__EXERCISE GOAL__:
Show every line from the data below that includes "must".

__GIVEN RECORDS__:
use super::position::Position;
use super::tile::{Tile, TileIdAllocator};

/// The N x N playing field, stored sparsely as a set of tiles.
/// No two tiles share a position.
#[derive(Debug, Clone, PartialEq)]
pub struct Board {
    size: usize,
    tiles: Vec<Tile>,
}

impl Board {
    pub fn new(size: usize) -> Self {
        Board {
            size,
            tiles: Vec::with_capacity(size * size),
        }
    }

    /// Build a board from an existing tile set.
    pub fn from_tiles(size: usize, tiles: Vec<Tile>) -> Self {
        let board = Board { size, tiles };
        board.debug_assert_valid();
        board
    }

    /// Build a square board from rows of values, 0 meaning empty.
    pub fn from_values<const N: usize>(rows: &[[u32; N]], ids: &mut TileIdAllocator) -> Self {
        let size = rows.len();
        debug_assert_eq!(size, N, "board must be square");
        let mut board = Board::new(size);
        for (x, row) in rows.iter().enumerate() {
            for (y, &value) in row.iter().enumerate() {
                if value != 0 {
                    board.insert(Tile::new(ids.next_id(), Position::new(x, y), value));
                }
            }
        }
        board
    }

    pub fn size(&self) -> usize {
        self.size
    }

    pub fn tiles(&self) -> &[Tile] {
        &self.tiles
    }

    pub fn len(&self) -> usize {
        self.tiles.len()
    }

    pub fn is_empty(&self) -> bool {
        self.tiles.is_empty()
    }

    pub fn is_full(&self) -> bool {
        self.tiles.len() == self.size * self.size
    }

    pub fn tile_at(&self, pos: Position) -> Option<&Tile> {
        self.tiles.iter().find(|t| t.position() == pos)
    }

    pub fn value_at(&self, pos: Position) -> Option<u32> {
        self.tile_at(pos).map(|t| t.value)
    }

    /// Add a tile. The target cell must be free and on the board.
    pub fn insert(&mut self, tile: Tile) {
        debug_assert!(
            tile.position().in_bounds(self.size),
            "tile {} at {:?} is off a {}x{} board",
            tile.id,
            tile.position(),
            self.size,
            self.size
        );
        debug_assert!(
            self.tile_at(tile.position()).is_none(),
            "cell {:?} is already occupied",
            tile.position()
        );
        self.tiles.push(tile);
    }

    pub fn clear(&mut self) {
        self.tiles.clear();
    }

    /// Empty cells in row-major order.
    pub fn empty_positions(&self) -> Vec<Position> {
        let grid = self.grid();
        let mut empty = Vec::new();
        for (x, row) in grid.iter().enumerate() {
            for (y, cell) in row.iter().enumerate() {
                if cell.is_none() {
                    empty.push(Position::new(x, y));
                }
            }
        }
        empty
    }

    /// Dense view of the board. Internal 0-based indexing: grid[x][y].
    pub fn grid(&self) -> Vec<Vec<Option<u32>>> {
        let mut grid = vec![vec![None; self.size]; self.size];
        for tile in &self.tiles {
            grid[tile.x][tile.y] = Some(tile.value);
        }
        grid
    }

    /// Dense view with 0 for empty cells.
    pub fn values(&self) -> Vec<Vec<u32>> {
        self.grid()
            .into_iter()
            .map(|row| row.into_iter().map(|v| v.unwrap_or(0)).collect())
            .collect()
    }

    pub fn max_value(&self) -> u32 {
        self.tiles.iter().map(|t| t.value).max().unwrap_or(0)
    }

    /// Tiles of one line, ordered by ascending index along the line.
    /// `index` is the row for horizontal lines and the column otherwise.
    pub fn line(&self, index: usize, horizontal: bool) -> Vec<Tile> {
        let mut line: Vec<Tile> = self
            .tiles
            .iter()
            .filter(|t| if horizontal { t.x == index } else { t.y == index })
            .copied()
            .collect();
        if horizontal {
            line.sort_by_key(|t| t.y);
        } else {
            line.sort_by_key(|t| t.x);
        }
        line
    }

    /// True if an empty cell exists or two orthogonal neighbours share a value.
    pub fn has_possible_moves(&self) -> bool {
        if !self.is_full() {
            return true;
        }

        let grid = self.grid();
        for x in 0..self.size {
            for y in 0..self.size {
                let current = grid[x][y];
                if y + 1 < self.size && current == grid[x][y + 1] {
                    return true;
                }
                if x + 1 < self.size && current == grid[x + 1][y] {
                    return true;
                }
            }
        }
        false
    }

    /// Assert positions are in bounds and unique, and values are powers of two.
    pub fn debug_assert_valid(&self) {
        if cfg!(debug_assertions) {
            let mut seen = vec![vec![false; self.size]; self.size];
            for tile in &self.tiles {
                assert!(
                    tile.position().in_bounds(self.size),
                    "tile {} out of bounds at {:?}",
                    tile.id,
                    tile.position()
                );
                assert!(
                    !seen[tile.x][tile.y],
                    "duplicate tile position {:?}",
                    tile.position()
                );
                assert!(
                    tile.value >= 2 && tile.value.is_power_of_two(),
                    "tile {} has invalid value {}",
                    tile.id,
                    tile.value
                );
                seen[tile.x][tile.y] = true;
            }
        }
    }
}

__RESULT FOR THIS TASK__:
        debug_assert_eq!(size, N, "board must be square");
    /// Add a tile. The target cell must be free and on the board.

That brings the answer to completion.